I am using B1-A1 formula in C column and using custom format "yy" years "dd" days "hh" hours "mm" minutes" in C column. It works fine if the start and end years are different. But if it is same, C column reporting incorrect years and days. (showing as 99 years and 30 days).
How to fix it ?
Sample google sheet link

Your B2 - A2 formula is actually getting the correct result — it is a dateserial value that represents the difference between the two moments in units of days.
The problem is with the custom number format you are using. It refers to calendar time, while you would need elapsed time.

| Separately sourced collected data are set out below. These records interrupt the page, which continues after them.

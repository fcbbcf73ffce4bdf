//! Wall-clock helpers
//!
//! Window and TTL math throughout the gateway works on epoch milliseconds.
//! Time-sensitive code paths take an explicit `now_ms` internally so tests
//! can drive the clock without sleeping.

/// Current wall-clock time as epoch milliseconds.
pub fn epoch_ms() -> u64 {
    chrono::Utc::now().timestamp_millis() as u64
}

/// Current wall-clock time as signed epoch milliseconds.
///
/// Signed variant for freshness-window arithmetic where a client-supplied
/// timestamp may lie ahead of the server clock.
pub fn epoch_ms_i64() -> i64 {
    chrono::Utc::now().timestamp_millis()
}
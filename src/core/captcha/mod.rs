//! CAPTCHA verification gate
//!
//! When the rate limiter flags a request, the client must present a solved
//! CAPTCHA token. The token is validated synchronously against an external
//! siteverify endpoint; with no verification secret configured the gate
//! accepts tokens uncritically (explicit fail-open). Passing this gate does
//! not exempt a request from the Proof-of-Work check — the defenses are
//! additive.

use crate::config::CaptchaConfig;
use crate::utils::error::{GatewayError, Result};
use serde::Deserialize;
use std::time::Duration;
use tracing::{debug, warn};

/// Siteverify response shape; only the success flag matters.
#[derive(Debug, Deserialize)]
struct SiteverifyResponse {
    #[serde(default)]
    success: bool,
}

/// External CAPTCHA token verifier
pub struct CaptchaVerifier {
    client: reqwest::Client,
    config: CaptchaConfig,
}

impl CaptchaVerifier {
    /// Create a verifier with its own HTTP client.
    pub fn new(config: CaptchaConfig) -> Result<Self> {
        let client = reqwest::Client::builder()
            .timeout(Duration::from_secs(config.timeout_secs))
            .build()
            .map_err(|e| GatewayError::Config(format!("Failed to build CAPTCHA client: {}", e)))?;
        Ok(Self { client, config })
    }

    /// Verify a CAPTCHA token for `ip`.
    ///
    /// Returns `true` when the external service confirms the token, or when
    /// no secret is configured. Any transport failure, non-success status
    /// or unparseable body counts as an invalid token.
    pub async fn verify(&self, token: &str, ip: &str) -> bool {
        let Some(secret) = self.config.secret.as_deref() else {
            debug!("No CAPTCHA secret configured, accepting token uncritically");
            return true;
        };

        let form = [("secret", secret), ("response", token), ("remoteip", ip)];
        match self.client.post(&self.config.verify_url).form(&form).send().await {
            Ok(response) => match response.json::<SiteverifyResponse>().await {
                Ok(body) => body.success,
                Err(e) => {
                    warn!("CAPTCHA verification returned unparseable body: {}", e);
                    false
                }
            },
            Err(e) => {
                warn!("CAPTCHA verification call failed: {}", e);
                false
            }
        }
    }
}
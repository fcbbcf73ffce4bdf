//! Request routing
//!
//! Translates an opaque action identifier plus a JSON parameter payload
//! into a concrete upstream method, path and query string or body. The
//! dispatch table is static data keyed by action name; unknown identifiers
//! are reported generically, never echoed back.

mod table;
mod target;


pub use table::{ActionRoute, RouteTable};
pub use target::{build_query, resolve_path};
//! Challenge store
//!
//! In-memory registry of issued Proof-of-Work challenges. A challenge is
//! consumed by exactly one successful verification and expires after its
//! TTL whether used or not.

use crate::config::PowConfig;
use crate::core::sweep::Sweeper;
use crate::utils::clock::epoch_ms;
use dashmap::DashMap;
use sha2::{Digest, Sha256};
use std::sync::Arc;
use std::time::Duration;
use tracing::debug;

/// Challenge as issued to a client
#[derive(Debug, Clone, serde::Serialize)]
pub struct PowChallenge {
    /// Opaque 32-hex-character token
    pub challenge: String,
    /// Required number of leading zero hex characters
    pub difficulty: u32,
}

/// Server-side record of an issued challenge
#[derive(Debug, Clone)]
pub struct IssuedChallenge {
    /// Issue time, epoch milliseconds
    pub created_at_ms: u64,
    /// IP the challenge was issued to
    pub ip: String,
}

/// Registry of outstanding challenges with TTL expiry
pub struct ChallengeStore {
    config: PowConfig,
    challenges: DashMap<String, IssuedChallenge>,
}

impl ChallengeStore {
    /// Create an empty store
    pub fn new(config: PowConfig) -> Self {
        Self {
            config,
            challenges: DashMap::new(),
        }
    }

    /// Configured difficulty, included in every issued challenge.
    pub fn difficulty(&self) -> u32 {
        self.config.difficulty
    }

    /// Issue a fresh challenge for `ip`.
    pub fn issue(&self, ip: &str) -> PowChallenge {
        self.issue_at(ip, epoch_ms())
    }

    /// `issue` against an explicit clock.
    pub(crate) fn issue_at(&self, ip: &str, now_ms: u64) -> PowChallenge {
        let seed = format!("{}:{}:{}", ip, now_ms, rand::random::<u64>());
        let digest = Sha256::digest(seed.as_bytes());
        let token: String = hex::encode(digest).chars().take(32).collect();

        self.challenges.insert(
            token.clone(),
            IssuedChallenge {
                created_at_ms: now_ms,
                ip: ip.to_string(),
            },
        );
        debug!("Issued PoW challenge {}... for {}", &token[..8], ip);

        PowChallenge {
            challenge: token,
            difficulty: self.config.difficulty,
        }
    }

    /// Look up the issue time of an outstanding challenge.
    pub fn created_at(&self, token: &str) -> Option<u64> {
        self.challenges.get(token).map(|c| c.created_at_ms)
    }

    /// Whether the challenge has outlived its TTL at `now_ms`.
    pub fn is_expired(&self, created_at_ms: u64, now_ms: u64) -> bool {
        now_ms.saturating_sub(created_at_ms) > self.config.challenge_ttl_ms()
    }

    /// Remove a challenge (single-use consumption or expiry).
    pub fn remove(&self, token: &str) {
        self.challenges.remove(token);
    }

    /// Delete every challenge past its TTL.
    pub fn sweep(&self) {
        self.sweep_at(epoch_ms());
    }

    /// `sweep` against an explicit clock.
    pub(crate) fn sweep_at(&self, now_ms: u64) {
        let ttl_ms = self.config.challenge_ttl_ms();
        self.challenges
            .retain(|_, c| now_ms.saturating_sub(c.created_at_ms) <= ttl_ms);
    }

    /// Spawn the periodic expiry sweep, owned by the returned handle.
    pub fn start_sweeper(self: Arc<Self>) -> Sweeper {
        let period = Duration::from_secs(self.config.sweep_interval_secs);
        let store = self;
        Sweeper::spawn(
            period,
            move || {
                let store = Arc::clone(&store);
                async move {
                    store.sweep();
                }
            },
        )
    }

    /// Number of outstanding challenges.
    pub fn len(&self) -> usize {
        self.challenges.len()
    }

    /// Whether the store holds no challenges.
    pub fn is_empty(&self) -> bool {
        self.challenges.is_empty()
    }
}
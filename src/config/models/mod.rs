//! Configuration models
//!
//! One model per concern, each with serde defaults matching the shipped
//! gateway behavior so an empty config file yields a working instance.

pub mod captcha;
pub mod pow;
pub mod rate_limit;
pub mod server;
pub mod signing;
pub mod upstream;

pub use captcha::CaptchaConfig;
pub use pow::PowConfig;
pub use rate_limit::RateLimitConfig;
pub use server::ServerConfig;
pub use signing::SigningConfig;
pub use upstream::UpstreamConfig;

use serde::{Deserialize, Serialize};

/// Top-level gateway configuration
#[derive(Debug, Clone, Default, Serialize, Deserialize)]
pub struct GatewayConfig {
    /// HTTP server settings
    #[serde(default)]
    pub server: ServerConfig,
    /// Rate limiter thresholds and windows
    #[serde(default)]
    pub rate_limit: RateLimitConfig,
    /// Proof-of-Work challenge settings
    #[serde(default)]
    pub pow: PowConfig,
    /// CAPTCHA verification settings
    #[serde(default)]
    pub captcha: CaptchaConfig,
    /// Upstream API target
    #[serde(default)]
    pub upstream: UpstreamConfig,
    /// Request envelope signing
    #[serde(default)]
    pub signing: SigningConfig,
}
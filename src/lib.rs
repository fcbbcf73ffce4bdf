//! # Palisade
//!
//! A backend-for-frontend anti-abuse gateway. Palisade fronts an upstream
//! catalog API and guards a single proxy endpoint with layered defenses:
//!
//! - **Sliding-window rate limiting** across four keys: a 1-second burst
//!   brake per IP, minute windows per IP and per client fingerprint, and a
//!   tighter minute window for search traffic.
//! - **Progressive slowdown**: artificial response latency ramping from 0
//!   to 2 seconds as a client approaches its limit.
//! - **CAPTCHA escalation**: clients near their budget must present an
//!   externally verified CAPTCHA token.
//! - **Proof-of-Work**: each proxied call spends a single-use,
//!   server-issued hash-prefix challenge.
//!
//! Requests arrive as signed envelopes carrying an opaque action name; the
//! gateway resolves the action against a static dispatch table, forwards
//! the call upstream and relays the response verbatim.
//!
//! ## Running the gateway
//!
//! ```rust,no_run
//! use palisade::{Config, Gateway};
//!
//! #[tokio::main]
//! async fn main() -> Result<(), Box<dyn std::error::Error>> {
//!     let config = Config::load("config/gateway.yaml").await?;
//!     let gateway = Gateway::new(&config)?;
//!     gateway.run().await?;
//!     Ok(())
//! }
//! ```

pub mod config;
pub mod core;
pub mod server;
pub mod upstream;
pub mod utils;

// Re-export main types
pub use config::Config;
pub use utils::error::{GatewayError, Result};

use tracing::info;

/// The gateway: configuration plus an HTTP server ready to run
pub struct Gateway {
    server: server::HttpServer,
}

impl Gateway {
    /// Create a new gateway instance
    pub fn new(config: &Config) -> Result<Self> {
        info!("Creating gateway instance");
        let server = server::HttpServer::new(config)?;
        Ok(Self { server })
    }

    /// Run the gateway server until shutdown
    pub async fn run(self) -> Result<()> {
        info!("Starting palisade gateway");
        self.server.start().await
    }
}

/// Current version of the crate
pub const VERSION: &str = env!("CARGO_PKG_VERSION");
/// Name of the crate
pub const NAME: &str = env!("CARGO_PKG_NAME");
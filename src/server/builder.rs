//! Server startup with automatic configuration loading

use crate::config::Config;
use crate::server::server::HttpServer;
use crate::utils::error::Result;
use std::env;
use tracing::info;

/// Default config file location, overridable via `GATEWAY_CONFIG`.
const DEFAULT_CONFIG_PATH: &str = "config/gateway.yaml";

/// Run the server with automatic configuration loading.
///
/// Loads the YAML config when present, falls back to defaults otherwise,
/// and applies environment overrides in both cases.
pub async fn run_server() -> Result<()> {
    let config_path =
        env::var("GATEWAY_CONFIG").unwrap_or_else(|_| DEFAULT_CONFIG_PATH.to_string());

    let config = Config::load(&config_path).await?;

    info!(
        "Upstream target: {}",
        config.gateway.upstream.base_url
    );
    info!(
        "CAPTCHA validation: {}",
        if config.gateway.captcha.secret.is_some() {
            "strict"
        } else {
            "fail-open (no secret configured)"
        }
    );
    info!(
        "Envelope signing: {}",
        if config.gateway.signing.secret.is_some() {
            "enforced"
        } else {
            "disabled (no secret configured)"
        }
    );

    let server = HttpServer::new(&config)?;
    info!(
        "Endpoints: GET /health, GET /api/pow-challenge, POST /api/proxy"
    );

    server.start().await
}
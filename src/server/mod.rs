//! HTTP server implementation
//!
//! This module provides the HTTP server, shared application state and the
//! route handlers, including the proxy orchestrator.

pub mod builder;
pub mod handlers;
pub mod routes;
pub mod server;
pub mod state;
mod utils;

pub use server::HttpServer;
pub use state::AppState;
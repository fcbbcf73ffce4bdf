//! Request envelope signing configuration

use serde::{Deserialize, Serialize};

/// Envelope signature validation settings
///
/// The secret must match the one compiled into the client. Unset disables
/// signature and freshness checks entirely.
#[derive(Debug, Clone, Serialize, Deserialize)]
pub struct SigningConfig {
    /// Shared HMAC secret; unset disables envelope validation
    #[serde(default)]
    pub secret: Option<String>,
    /// Accepted clock skew between client timestamp and server, milliseconds
    #[serde(default = "default_timestamp_window_ms")]
    pub timestamp_window_ms: i64,
}

impl Default for SigningConfig {
    fn default() -> Self {
        Self {
            secret: None,
            timestamp_window_ms: default_timestamp_window_ms(),
        }
    }
}

impl SigningConfig {
    /// Validate signing configuration
    pub fn validate(&self) -> Result<(), String> {
        if self.timestamp_window_ms <= 0 {
            return Err("Timestamp window must be greater than 0".to_string());
        }
        Ok(())
    }
}

fn default_timestamp_window_ms() -> i64 {
    30_000
}
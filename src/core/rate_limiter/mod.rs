//! Rate limiting
//!
//! Multi-bucket sliding-window rate limiter with burst, per-IP,
//! per-fingerprint and search-specific tiers, progressive slowdown and
//! CAPTCHA escalation signaling.

mod limiter;
mod types;


pub use limiter::RateLimiter;
pub use types::RateLimitDecision;
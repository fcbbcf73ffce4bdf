//! Upstream forwarding
//!
//! Relays resolved calls to the upstream API and hands the response back
//! for verbatim relay. The gateway never reinterprets or reshapes upstream
//! payloads.

mod forwarder;

pub use forwarder::{UpstreamForwarder, UpstreamResponse};
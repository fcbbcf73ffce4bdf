//! Configuration management for the gateway
//!
//! This module handles loading and validation of all gateway configuration.
//! Configuration comes from an optional YAML file with environment-variable
//! overrides applied on top, so a containerized deployment can run on
//! environment alone.

pub mod models;

pub use models::*;

use crate::utils::error::{GatewayError, Result};
use std::env;
use std::path::Path;
use tracing::{debug, info};

/// Main configuration struct for the gateway
#[derive(Debug, Clone, Default)]
pub struct Config {
    /// Gateway configuration
    pub gateway: GatewayConfig,
}

impl Config {
    /// Load configuration from a YAML file
    pub async fn from_file<P: AsRef<Path>>(path: P) -> Result<Self> {
        let path = path.as_ref();
        info!("Loading configuration from: {:?}", path);

        let content = tokio::fs::read_to_string(path)
            .await
            .map_err(|e| GatewayError::Config(format!("Failed to read config file: {}", e)))?;

        let gateway: GatewayConfig = serde_yaml::from_str(&content)
            .map_err(|e| GatewayError::Config(format!("Failed to parse config: {}", e)))?;

        let config = Self { gateway };
        config.validate()?;

        debug!("Configuration loaded successfully");
        Ok(config)
    }

    /// Load configuration: file if present, defaults otherwise, environment
    /// overrides on top of either.
    pub async fn load<P: AsRef<Path>>(path: P) -> Result<Self> {
        let mut config = if path.as_ref().exists() {
            Self::from_file(&path).await?
        } else {
            info!(
                "Config file {:?} not found, using defaults",
                path.as_ref()
            );
            Self::default()
        };
        config.apply_env();
        config.validate()?;
        Ok(config)
    }

    /// Apply recognized environment variables over the current values.
    pub fn apply_env(&mut self) {
        let gw = &mut self.gateway;

        if let Ok(host) = env::var("GATEWAY_HOST") {
            gw.server.host = host;
        }
        if let Some(port) = parse_env("GATEWAY_PORT") {
            gw.server.port = port;
        }
        if let Some(workers) = parse_env("GATEWAY_WORKERS") {
            gw.server.workers = Some(workers);
        }

        if let Ok(url) = env::var("UPSTREAM_BASE_URL") {
            gw.upstream.base_url = url;
        }
        if let Ok(key) = env::var("UPSTREAM_API_KEY") {
            gw.upstream.api_key = Some(key);
        }
        if let Some(timeout) = parse_env("UPSTREAM_TIMEOUT_SECS") {
            gw.upstream.timeout_secs = timeout;
        }

        if let Ok(secret) = env::var("CAPTCHA_SECRET") {
            if !secret.is_empty() {
                gw.captcha.secret = Some(secret);
            }
        }
        if let Ok(url) = env::var("CAPTCHA_VERIFY_URL") {
            gw.captcha.verify_url = url;
        }

        if let Ok(secret) = env::var("SIGNING_SECRET") {
            if !secret.is_empty() {
                gw.signing.secret = Some(secret);
            }
        }
    }

    /// Get server configuration
    pub fn server(&self) -> &ServerConfig {
        &self.gateway.server
    }

    /// Validate the entire configuration
    pub fn validate(&self) -> Result<()> {
        debug!("Validating configuration");

        self.gateway
            .server
            .validate()
            .map_err(|e| GatewayError::Config(format!("Server config error: {}", e)))?;
        self.gateway
            .rate_limit
            .validate()
            .map_err(|e| GatewayError::Config(format!("Rate limit config error: {}", e)))?;
        self.gateway
            .pow
            .validate()
            .map_err(|e| GatewayError::Config(format!("PoW config error: {}", e)))?;
        self.gateway
            .captcha
            .validate()
            .map_err(|e| GatewayError::Config(format!("CAPTCHA config error: {}", e)))?;
        self.gateway
            .upstream
            .validate()
            .map_err(|e| GatewayError::Config(format!("Upstream config error: {}", e)))?;
        self.gateway
            .signing
            .validate()
            .map_err(|e| GatewayError::Config(format!("Signing config error: {}", e)))?;

        Ok(())
    }
}

fn parse_env<T: std::str::FromStr>(key: &str) -> Option<T> {
    env::var(key).ok().and_then(|v| v.parse().ok())
}

#[cfg(test)]
mod tests {
    use super::*;
    use std::io::Write;

    #[test]
    fn test_default_config_is_valid() {
        let config = Config::default();
        assert!(config.validate().is_ok());
        assert_eq!(config.server().port, 3000);
    }

    #[tokio::test]
    async fn test_from_file_parses_yaml() {
        let mut file = tempfile::NamedTempFile::new().unwrap();
        writeln!(
            file,
            "server:\n  port: 4000\nrate_limit:\n  ip_per_minute: 120\nupstream:\n  base_url: \"https://api.example.test\""
        )
        .unwrap();

        let config = Config::from_file(file.path()).await.unwrap();
        assert_eq!(config.gateway.server.port, 4000);
        assert_eq!(config.gateway.rate_limit.ip_per_minute, 120);
        assert_eq!(config.gateway.upstream.base_url, "https://api.example.test");
        // Untouched sections keep their defaults.
        assert_eq!(config.gateway.pow.difficulty, 3);
    }

    #[tokio::test]
    async fn test_from_file_rejects_invalid_values() {
        let mut file = tempfile::NamedTempFile::new().unwrap();
        writeln!(file, "server:\n  port: 0").unwrap();

        assert!(Config::from_file(file.path()).await.is_err());
    }

    #[tokio::test]
    async fn test_load_falls_back_to_defaults() {
        let config = Config::load("/nonexistent/gateway.yaml").await.unwrap();
        assert_eq!(config.gateway.server.port, 3000);
    }
}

Unfortunately, Google Sheets apparently only supports elapsed time in units of hours, minutes and seconds.
If a text string result is OK with you, use this:
=datedif(A2, B2, "y") & " years " & datedif(A2, B2, "d") - 365 * datedif(A2, B2, "y") & " days " & text(B2 - A2 - int(B2 - A2), "HH ""hours"" mm ""minutes""")
The formula assumes that all years are 365 days long, which will not be correct when the date span crosses a leap day.
To get the average elapsed time, evaluate =B2 - A2 for all rows with an array formula, then calculate the average of those results, and finally format the result to your liking, like this:
=arrayformula( average( if( B2:B + A2:A, B2:B - A2:A, iferror(1/0) ) ) )
=datedif(0, G2, "y") & " years " & datedif(0, G2, "d") - 365 * datedif(0, G2, "y") & " days " & text(G2 - 0 - int(G2 - 0), "H ""hours"" m ""minutes""")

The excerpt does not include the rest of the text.